Tempo seco e as altas temperaturas facilitam as queimadas; especialista fala das campanhas de combate
Morro Agudo, município paulista, enfrenta grave problema com queimadas, preocupando produtores rurais. A cidade lidera o ranking estadual em focos de incêndio, exigindo vigilância constante das plantações.

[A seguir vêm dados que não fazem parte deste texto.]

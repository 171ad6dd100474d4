//! Render query interface.
//!
//! Layout, computed style and hit testing only exist in a live rendering
//! engine. The pipeline reaches them through [`RenderQuery`], which the host
//! implements for the document it hands in.

use pagelens_protocols::{BoundingBox, ComputedStyle, RenderError, ScrollMetrics, ViewportInfo};

use crate::node::NodeId;

/// Queries answered by the rendering engine for nodes of the live document.
pub trait RenderQuery {
    /// Current viewport size.
    fn viewport(&self) -> ViewportInfo;

    /// Border box relative to the element's own document viewport.
    ///
    /// Elements that are not rendered report an all-zero rectangle.
    fn client_rect(&self, node: NodeId) -> Result<BoundingBox, RenderError>;

    /// The frame element hosting the document that `node` belongs to, if
    /// that document is rendered inside a frame.
    fn frame_element(&self, node: NodeId) -> Option<NodeId>;

    fn computed_style(&self, node: NodeId) -> Result<ComputedStyle, RenderError>;

    fn scroll_metrics(&self, node: NodeId) -> Result<ScrollMetrics, RenderError>;

    /// Scroll metrics of the document root (`document.documentElement`).
    fn document_scroll_metrics(&self) -> Result<ScrollMetrics, RenderError>;

    /// All elements whose hit-test region contains the point, topmost first.
    fn elements_at_point(&self, x: f64, y: f64) -> Result<Vec<NodeId>, RenderError>;

    /// Current value of a form control, which may differ from its `value`
    /// attribute.
    fn form_value(&self, node: NodeId) -> Option<String>;
}
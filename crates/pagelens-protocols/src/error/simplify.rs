//! Simplification pipeline errors.

use thiserror::Error;

use super::{DomError, RenderError};

/// Errors raised inside the pipeline.
///
/// Every pass propagates these with `?`; only the outermost entry point
/// catches them and degrades to an empty result.
#[derive(Debug, Error)]
pub enum SimplifyError {
    /// Viewport restriction needs recorded geometry.
    #[error("Need id to bbox map to restrict output to the viewport")]
    MissingGeometry,

    #[error("DOM error: {0}")]
    Dom(#[from] DomError),

    #[error("Render error: {0}")]
    Render(#[from] RenderError),
}
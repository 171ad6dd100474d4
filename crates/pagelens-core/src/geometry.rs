//! Element geometry: global bounding boxes and scroll state.

use pagelens_dom::{Document, NodeId, RenderQuery};
use pagelens_protocols::{Axis, BoundingBox, RenderError, ScrollMetrics, ScrollState};

/// Bounding box in top-level viewport coordinates.
///
/// Rectangles of elements inside a frame are relative to that frame, so the
/// frame element's own origin is added (one level).
pub fn bounding_box<R>(render: &R, node: NodeId) -> Result<BoundingBox, RenderError>
where
    R: RenderQuery + ?Sized,
{
    let rect = render.client_rect(node)?;
    match render.frame_element(node) {
        Some(frame) => {
            let frame_rect = render.client_rect(frame)?;
            Ok(rect.translated(frame_rect.x, frame_rect.y))
        }
        None => Ok(rect),
    }
}

fn axis_percentage(metrics: &ScrollMetrics, axis: Axis) -> Option<f64> {
    let scrollable = metrics.overflow(axis);
    if scrollable == 0.0 {
        None
    } else {
        Some(metrics.offset(axis) * 100.0 / scrollable)
    }
}

/// Scroll position per axis as a percentage of the scrollable distance.
pub fn scroll_percentage(metrics: &ScrollMetrics) -> ScrollState {
    ScrollState {
        top: axis_percentage(metrics, Axis::Vertical),
        left: axis_percentage(metrics, Axis::Horizontal),
    }
}

/// Whether `node` is a scroll container with overflow along `axis`.
///
/// The body scrolls through the document root and is never reported here.
pub fn is_scrollable<R>(
    document: &Document,
    render: &R,
    node: NodeId,
    axis: Axis,
) -> Result<bool, RenderError>
where
    R: RenderQuery + ?Sized,
{
    if document.tag_name(node) == Some("body") {
        return Ok(false);
    }
    let metrics = render.scroll_metrics(node)?;
    if metrics.overflow(axis) <= 0.0 {
        return Ok(false);
    }
    let classes = render.computed_style(node)?.overflow_classes(axis);
    Ok(classes.contains("auto") || classes.contains("scroll"))
}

Vigilância constante e prejuízos contínuos
De janeiro a junho, 24 grandes incêndios foram registrados. Produtores como Roberto Figueiredo utilizam estações meteorológicas e comunicação via rádio para monitorar plantações 24 horas por dia. Sem corpo de bombeiros local, os agricultores se organizam, posicionando caminhões-pipa estrategicamente e mantendo comunicação constante para resposta rápida a focos de incêndio. Luiz Fernando Ribeiro destaca a importância da vigilância contínua, percorrendo até 60 km diariamente para monitorar as áreas. Claudinei Jacinto da Cruz relata ter passado até 10 horas combatendo um incêndio.
Ações coletivas e prejuízos a longo prazo
O sindicato rural de Morro Agudo criou um grupo com mais de 200 pessoas para compartilhar informações em tempo real. Os prejuízos, porém, vão além do incêndio imediato; a cana queimada no ano anterior, por exemplo, apresenta baixa produtividade no ano seguinte, impactando a renda do produtor. A Secretaria de Agricultura e Abastecimento do Estado de São Paulo intensifica campanhas de prevenção, distribuindo cartilhas e oferecendo orientações.
Leia também
Prevenção e apoio governamental
Carlos Henrique de Paula e Silva, diretor do Escritório de Desenvolvimento Rural de Ribeirão Preto, ligado à Secretaria da Agricultura, destaca a importância da prevenção, alertando sobre os riscos de bitucas de cigarro, lixo próximo às rodovias e a necessidade de combater focos de incêndio rapidamente. A secretaria acompanha os registros, intensificando ações em agosto e setembro, meses de maior incidência devido ao vento. Após os incêndios, a secretaria oferece assistência técnica para recuperação da fertilidade do solo e orienta os produtores sobre a prevenção da erosão. A criação de brigadas de incêndio e o uso da tecnologia, como grupos de WhatsApp, são cruciais para o combate rápido e eficaz aos incêndios, minimizando os danos à produção agrícola e à saúde da população.